Mitarbeiter des Darna fanden ihn und überredeten ihn, sich nicht auf das gefährliche Abenteuer Migration einzulassen. Tarik sagt jetzt, er glaube nicht, dass viele seiner marokkanischen Bekannten in Spanien gut leben. Es sei schwierig, er höre, dass sie klauen, um an Geld zu kommen. In Mounira Elalamis Darna wollen sie genau das verhindern.

Keiner finanziert uns

115 Mädchen und Jungen kommen zurzeit ins Darna. Sie bekommen dort Unterricht und Hausaufgabenhilfe. Vor allem aber: Sie sind nicht auf der Straße, sondern in einem geschützten Umfeld. Wer will, kann eine Ausbildung machen, die Mitarbeiter und die Chefin helfen später dabei, Jobs zu finden.

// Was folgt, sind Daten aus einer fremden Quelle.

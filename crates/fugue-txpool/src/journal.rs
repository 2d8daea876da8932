//! Crash-recovery journal for local transactions
//!
//! Newline-delimited JSON, one transaction per line, appended on admission
//! and replayed through the normal admission path at startup. Rotation
//! rewrites the file from the live local set through a temp file and an
//! atomic rename, bounding growth from replaced and evicted entries.

use std::collections::BTreeMap;
use std::fs::{File, OpenOptions};
use std::io::{BufRead, BufReader, BufWriter, Write};
use std::path::PathBuf;
use std::sync::Arc;

use fugue_primitives::Address;
use fugue_types::SignedTransaction;
use tracing::{debug, info, warn};

use crate::error::{TxPoolError, TxPoolResult};
use crate::tx::PooledTransaction;

/// Append-only journal of local transactions
pub struct TxJournal {
    path: PathBuf,
    /// Active append handle; `None` until the first rotation, so replayed
    /// entries are not re-appended during load.
    writer: Option<BufWriter<File>>,
}

impl TxJournal {
    /// Journal backed by `path`; the file is not touched until `load` or
    /// `rotate`.
    pub fn new(path: PathBuf) -> Self {
        Self { path, writer: None }
    }

    /// Replay the journal through `add`, one transaction at a time.
    ///
    /// Unparseable lines and admission failures are tolerated: replayed
    /// state may be stale (mined, superseded) and partial recovery beats
    /// none.
    pub fn load<F>(&mut self, mut add: F) -> TxPoolResult<()>
    where
        F: FnMut(SignedTransaction) -> TxPoolResult<()>,
    {
        if !self.path.exists() {
            return Ok(());
        }
        let file = File::open(&self.path).map_err(|e| TxPoolError::Journal(e.to_string()))?;
        let mut total = 0usize;
        let mut dropped = 0usize;
        for line in BufReader::new(file).lines() {
            let line = line.map_err(|e| TxPoolError::Journal(e.to_string()))?;
            if line.trim().is_empty() {
                continue;
            }
            total += 1;
            match serde_json::from_str::<SignedTransaction>(&line) {
                Ok(tx) => {
                    if let Err(err) = add(tx) {
                        debug!("Skipping journaled transaction: {}", err);
                        dropped += 1;
                    }
                }
                Err(err) => {
                    debug!("Skipping corrupted journal line: {}", err);
                    dropped += 1;
                }
            }
        }
        info!(
            transactions = total,
            dropped = dropped,
            path = %self.path.display(),
            "Loaded local transaction journal"
        );
        Ok(())
    }

    /// Append one transaction. A no-op while no writer is active (i.e.
    /// during replay, before the first rotation).
    pub fn insert(&mut self, tx: &SignedTransaction) -> TxPoolResult<()> {
        let writer = match self.writer.as_mut() {
            Some(w) => w,
            None => return Ok(()),
        };
        let line =
            serde_json::to_string(tx).map_err(|e| TxPoolError::Journal(e.to_string()))?;
        writeln!(writer, "{}", line).map_err(|e| TxPoolError::Journal(e.to_string()))?;
        writer
            .flush()
            .map_err(|e| TxPoolError::Journal(e.to_string()))?;
        Ok(())
    }

    /// Rewrite the journal to exactly `all` (the current local set) via a
    /// temp file and rename, then reopen for appending.
    pub fn rotate(
        &mut self,
        all: &BTreeMap<Address, Vec<Arc<PooledTransaction>>>,
    ) -> TxPoolResult<()> {
        self.writer = None;

        let tmp = self.path.with_extension("new");
        let mut written = 0usize;
        {
            let file = File::create(&tmp).map_err(|e| TxPoolError::Journal(e.to_string()))?;
            let mut out = BufWriter::new(file);
            for txs in all.values() {
                for tx in txs {
                    let line = serde_json::to_string(&tx.tx)
                        .map_err(|e| TxPoolError::Journal(e.to_string()))?;
                    writeln!(out, "{}", line).map_err(|e| TxPoolError::Journal(e.to_string()))?;
                    written += 1;
                }
            }
            out.flush().map_err(|e| TxPoolError::Journal(e.to_string()))?;
        }
        std::fs::rename(&tmp, &self.path).map_err(|e| TxPoolError::Journal(e.to_string()))?;

        let file = OpenOptions::new()
            .append(true)
            .open(&self.path)
            .map_err(|e| TxPoolError::Journal(e.to_string()))?;
        self.writer = Some(BufWriter::new(file));

        debug!(
            transactions = written,
            accounts = all.len(),
            path = %self.path.display(),
            "Regenerated local transaction journal"
        );
        Ok(())
    }

    /// Flush and drop the writer.
    pub fn close(&mut self) {
        if let Some(mut writer) = self.writer.take() {
            if let Err(err) = writer.flush() {
                warn!("Failed to flush transaction journal: {}", err);
            }
        }
    }
}

impl Drop for TxJournal {
    fn drop(&mut self) {
        self.close();
    }
}
//! Per-account nonce-ordered transaction list
//!
//! One `TxList` backs one partition (pending or queued) of one account.
//! Pending lists are *strict*: removing a transaction invalidates every
//! higher nonce, which keeps "contiguous from the account nonce" a
//! structural property instead of an emergent one.

use std::collections::BTreeMap;
use std::sync::Arc;

use fugue_primitives::U256;

use crate::tx::PooledTransaction;

/// Nonce-sorted container of one account's transactions
pub struct TxList {
    /// Whether nonce continuity is enforced on removal
    strict: bool,
    /// Transactions keyed by nonce
    txs: BTreeMap<u64, Arc<PooledTransaction>>,
    /// Highest worst-case cost seen; lets `filter` short-circuit
    cost_cap: U256,
    /// Highest gas limit seen; lets `filter` short-circuit
    gas_cap: u64,
}

/// Result of a replacement-aware insert
pub type InsertResult =
    Result<Option<Arc<PooledTransaction>>, Arc<PooledTransaction>>;

impl TxList {
    /// Create a list; `strict` for pending partitions.
    pub fn new(strict: bool) -> Self {
        Self {
            strict,
            txs: BTreeMap::new(),
            cost_cap: U256::zero(),
            gas_cap: 0,
        }
    }

    /// Number of transactions held
    pub fn len(&self) -> usize {
        self.txs.len()
    }

    /// Whether the list holds nothing
    pub fn is_empty(&self) -> bool {
        self.txs.is_empty()
    }

    /// Whether a transaction occupies `nonce`
    pub fn overlaps(&self, nonce: u64) -> bool {
        self.txs.contains_key(&nonce)
    }

    /// Transaction at `nonce`, if any
    pub fn get(&self, nonce: u64) -> Option<&Arc<PooledTransaction>> {
        self.txs.get(&nonce)
    }

    /// Lowest nonce held
    pub fn first_nonce(&self) -> Option<u64> {
        self.txs.keys().next().copied()
    }

    /// Highest nonce held
    pub fn last_nonce(&self) -> Option<u64> {
        self.txs.keys().next_back().copied()
    }

    /// Insert a transaction, applying the percentage price-bump rule when
    /// the nonce is occupied.
    ///
    /// `Ok(Some(old))` is a successful replacement, `Ok(None)` a plain
    /// insert, `Err(old)` a rejected underpriced replacement. The incoming
    /// transaction must raise both fee cap and tip cap to at least
    /// `old * (100 + price_bump) / 100`.
    pub fn insert(&mut self, tx: Arc<PooledTransaction>, price_bump: u128) -> InsertResult {
        let nonce = tx.nonce();
        let old = self.txs.get(&nonce).cloned();
        if let Some(ref old) = old {
            // Fee fields are capped well below u128::MAX at validation, so
            // the threshold arithmetic cannot overflow.
            let cap_threshold = old.fee_cap() * (100 + price_bump) / 100;
            let tip_threshold = old.tip_cap() * (100 + price_bump) / 100;
            if tx.fee_cap() < cap_threshold || tx.tip_cap() < tip_threshold {
                return Err(old.clone());
            }
        }
        if tx.cost > self.cost_cap {
            self.cost_cap = tx.cost;
        }
        if tx.gas_limit() > self.gas_cap {
            self.gas_cap = tx.gas_limit();
        }
        self.txs.insert(nonce, tx);
        Ok(old)
    }

    /// Remove every transaction with a nonce below `nonce` (mined or stale
    /// entries after a head change), returning them.
    pub fn forward(&mut self, nonce: u64) -> Vec<Arc<PooledTransaction>> {
        let kept = self.txs.split_off(&nonce);
        std::mem::replace(&mut self.txs, kept).into_values().collect()
    }

    /// Drop transactions no longer affordable under `balance` or fitting
    /// under `gas_limit`.
    ///
    /// Returns `(drops, invalids)`: `drops` leave the pool entirely; in
    /// strict mode `invalids` is every transaction after the lowest drop,
    /// to be demoted back to the queued partition.
    pub fn filter(
        &mut self,
        balance: U256,
        gas_limit: u64,
    ) -> (Vec<Arc<PooledTransaction>>, Vec<Arc<PooledTransaction>>) {
        if self.cost_cap <= balance && self.gas_cap <= gas_limit {
            return (Vec::new(), Vec::new());
        }
        // Lower the caps to the new ceilings; they rise again on insert.
        self.cost_cap = balance;
        self.gas_cap = gas_limit;

        let doomed: Vec<u64> = self
            .txs
            .iter()
            .filter(|(_, tx)| tx.cost > balance || tx.gas_limit() > gas_limit)
            .map(|(nonce, _)| *nonce)
            .collect();
        let mut drops = Vec::with_capacity(doomed.len());
        for nonce in &doomed {
            if let Some(tx) = self.txs.remove(nonce) {
                drops.push(tx);
            }
        }
        let mut invalids = Vec::new();
        if self.strict {
            if let Some(lowest) = doomed.first() {
                invalids = self.txs.split_off(lowest).into_values().collect();
            }
        }
        (drops, invalids)
    }

    /// Pop the contiguous run of transactions beginning at (or below)
    /// `start`, for promotion into pending.
    pub fn ready(&mut self, start: u64) -> Vec<Arc<PooledTransaction>> {
        let mut next = match self.first_nonce() {
            Some(first) if first <= start => first,
            _ => return Vec::new(),
        };
        let mut out = Vec::new();
        while let Some(tx) = self.txs.remove(&next) {
            out.push(tx);
            next += 1;
        }
        out
    }

    /// Trim the list down to `keep` transactions, dropping the highest
    /// nonces (furthest from executability) first.
    pub fn cap(&mut self, keep: usize) -> Vec<Arc<PooledTransaction>> {
        if self.txs.len() <= keep {
            return Vec::new();
        }
        let excess = self.txs.len() - keep;
        let mut dropped = Vec::with_capacity(excess);
        for _ in 0..excess {
            if let Some((&nonce, _)) = self.txs.iter().next_back() {
                if let Some(tx) = self.txs.remove(&nonce) {
                    dropped.push(tx);
                }
            }
        }
        dropped
    }

    /// Remove the transaction at `nonce`.
    ///
    /// In strict mode also detaches every higher nonce (now gapped) and
    /// returns them for demotion.
    pub fn remove(
        &mut self,
        nonce: u64,
    ) -> Option<(Arc<PooledTransaction>, Vec<Arc<PooledTransaction>>)> {
        let tx = self.txs.remove(&nonce)?;
        let invalids = if self.strict {
            self.txs.split_off(&nonce).into_values().collect()
        } else {
            Vec::new()
        };
        Some((tx, invalids))
    }

    /// All transactions in nonce order
    pub fn flatten(&self) -> Vec<Arc<PooledTransaction>> {
        self.txs.values().cloned().collect()
    }
}

#[cfg(test)]
mod tests {
    use super::*;
    use crate::testutil::{legacy_tx, test_addr};

    fn pooled(nonce: u64, gas_price: u128) -> Arc<PooledTransaction> {
        let sender = test_addr(1);
        Arc::new(PooledTransaction::new(legacy_tx(sender, nonce, gas_price, 0), sender))
    }

    // ==================== Insert and replacement ====================

    #[test]
    fn test_insert_and_order() {
        let mut list = TxList::new(false);
        list.insert(pooled(3, 10), 10).unwrap();
        list.insert(pooled(1, 10), 10).unwrap();
        list.insert(pooled(2, 10), 10).unwrap();

        assert_eq!(list.len(), 3);
        assert_eq!(list.first_nonce(), Some(1));
        assert_eq!(list.last_nonce(), Some(3));
        let nonces: Vec<u64> = list.flatten().iter().map(|tx| tx.nonce()).collect();
        assert_eq!(nonces, vec![1, 2, 3]);
    }

    #[test]
    fn test_replacement_bump_boundaries() {
        let mut list = TxList::new(false);
        list.insert(pooled(0, 100), 10).unwrap();

        // One unit below the 10% threshold fails
        let err = list.insert(pooled(0, 109), 10);
        assert!(err.is_err());
        assert_eq!(err.unwrap_err().fee_cap(), 100);

        // Exactly the threshold passes and hands back the old entry
        let old = list.insert(pooled(0, 110), 10).unwrap().unwrap();
        assert_eq!(old.fee_cap(), 100);
        assert_eq!(list.len(), 1);
        assert_eq!(list.get(0).unwrap().fee_cap(), 110);
    }

    #[test]
    fn test_zero_bump_accepts_equal() {
        let mut list = TxList::new(true);
        list.insert(pooled(0, 100), 0).unwrap();
        assert!(list.insert(pooled(0, 100), 0).is_ok());
        assert!(list.insert(pooled(0, 99), 0).is_err());
    }

    // ==================== Forward / ready / cap ====================

    #[test]
    fn test_forward_removes_stale() {
        let mut list = TxList::new(false);
        for n in 0..5 {
            list.insert(pooled(n, 10), 10).unwrap();
        }
        let removed = list.forward(3);
        assert_eq!(removed.len(), 3);
        assert!(removed.iter().all(|tx| tx.nonce() < 3));
        assert_eq!(list.first_nonce(), Some(3));
    }

    #[test]
    fn test_ready_stops_at_gap() {
        let mut list = TxList::new(false);
        for n in [0u64, 1, 2, 4, 5] {
            list.insert(pooled(n, 10), 10).unwrap();
        }
        let ready = list.ready(0);
        let nonces: Vec<u64> = ready.iter().map(|tx| tx.nonce()).collect();
        assert_eq!(nonces, vec![0, 1, 2]);
        assert_eq!(list.first_nonce(), Some(4));
    }

    #[test]
    fn test_ready_ignores_future_start() {
        let mut list = TxList::new(false);
        list.insert(pooled(5, 10), 10).unwrap();
        assert!(list.ready(3).is_empty());
        assert_eq!(list.len(), 1);
    }

    #[test]
    fn test_cap_drops_furthest_nonces() {
        let mut list = TxList::new(false);
        for n in 0..6 {
            list.insert(pooled(n, 10), 10).unwrap();
        }
        let dropped = list.cap(4);
        assert_eq!(dropped.len(), 2);
        assert!(dropped.iter().all(|tx| tx.nonce() >= 4));
        assert_eq!(list.last_nonce(), Some(3));
        assert!(list.cap(4).is_empty());
    }

    // ==================== Filter ====================

    #[test]
    fn test_filter_short_circuits_when_caps_hold() {
        let mut list = TxList::new(true);
        list.insert(pooled(0, 1), 10).unwrap();
        let (drops, invalids) = list.filter(U256::from(u64::MAX), 30_000_000);
        assert!(drops.is_empty() && invalids.is_empty());
    }

    #[test]
    fn test_filter_strict_demotes_suffix() {
        let mut list = TxList::new(true);
        list.insert(pooled(0, 1), 10).unwrap();
        list.insert(pooled(1, 1_000_000), 10).unwrap(); // unaffordable
        list.insert(pooled(2, 1), 10).unwrap();

        let balance = U256::from(21000u64 * 100); // affords gas price 100
        let (drops, invalids) = list.filter(balance, 30_000_000);
        assert_eq!(drops.len(), 1);
        assert_eq!(drops[0].nonce(), 1);
        assert_eq!(invalids.len(), 1);
        assert_eq!(invalids[0].nonce(), 2);
        assert_eq!(list.len(), 1);
    }

    #[test]
    fn test_filter_non_strict_keeps_suffix() {
        let mut list = TxList::new(false);
        list.insert(pooled(0, 1_000_000), 10).unwrap();
        list.insert(pooled(5, 1), 10).unwrap();

        let balance = U256::from(21000u64 * 100);
        let (drops, invalids) = list.filter(balance, 30_000_000);
        assert_eq!(drops.len(), 1);
        assert!(invalids.is_empty());
        assert_eq!(list.first_nonce(), Some(5));
    }

    #[test]
    fn test_filter_by_gas_limit() {
        let mut list = TxList::new(false);
        list.insert(pooled(0, 1), 10).unwrap();
        let (drops, _) = list.filter(U256::from(u64::MAX), 20_000);
        assert_eq!(drops.len(), 1);
        assert!(list.is_empty());
    }

    // ==================== Remove ====================

    #[test]
    fn test_strict_remove_invalidates_suffix() {
        let mut list = TxList::new(true);
        for n in 0..4 {
            list.insert(pooled(n, 10), 10).unwrap();
        }
        let (removed, invalids) = list.remove(1).unwrap();
        assert_eq!(removed.nonce(), 1);
        let nonces: Vec<u64> = invalids.iter().map(|tx| tx.nonce()).collect();
        assert_eq!(nonces, vec![2, 3]);
        assert_eq!(list.len(), 1);
    }

    #[test]
    fn test_non_strict_remove_keeps_rest() {
        let mut list = TxList::new(false);
        for n in 0..4 {
            list.insert(pooled(n, 10), 10).unwrap();
        }
        let (_, invalids) = list.remove(1).unwrap();
        assert!(invalids.is_empty());
        assert_eq!(list.len(), 3);
        assert!(list.remove(9).is_none());
    }
}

Natürlich ist "Unser Haus" ein Tropfen auf den heißen Stein. Mounira Elalami sagt, es müsste viel mehr in die Kinder und Jugendlichen investiert werden. Elalami steckt privates Geld in das Projekt und sammelt Spenden:
"Niemand unterstützt uns finanziell, damit wir uns um diese Kinder kümmern können, die in Schwierigkeiten stecken", sagt Elalami. Die Europäische Union habe mal 18 Monate lang Geld gegeben, dann wurde die Finanzierung eingestellt – wegen der Bankenkrise in Europa. Das war 2008. Seitdem hat die EU viel unternommen, um illegale Einwanderung zu verhindern. Aber Unterstützung für ein Projekt wie "Unser Haus" – die zählt nicht dazu. Mounira Elalami versteht das nicht:
"Wenn sie nicht wollen, dass weiter Jugendlichen nach Europa kommen die erst Schwierigkeiten machen und später vielleicht Terroristen werden", so sieht es Elalami, "dann sollten sie uns finanzieren."
Offenbar sehen das bisher weder die Europäische Union noch die marokkanische Regierung so – von beiden kommt kein Geld für "Unser Haus".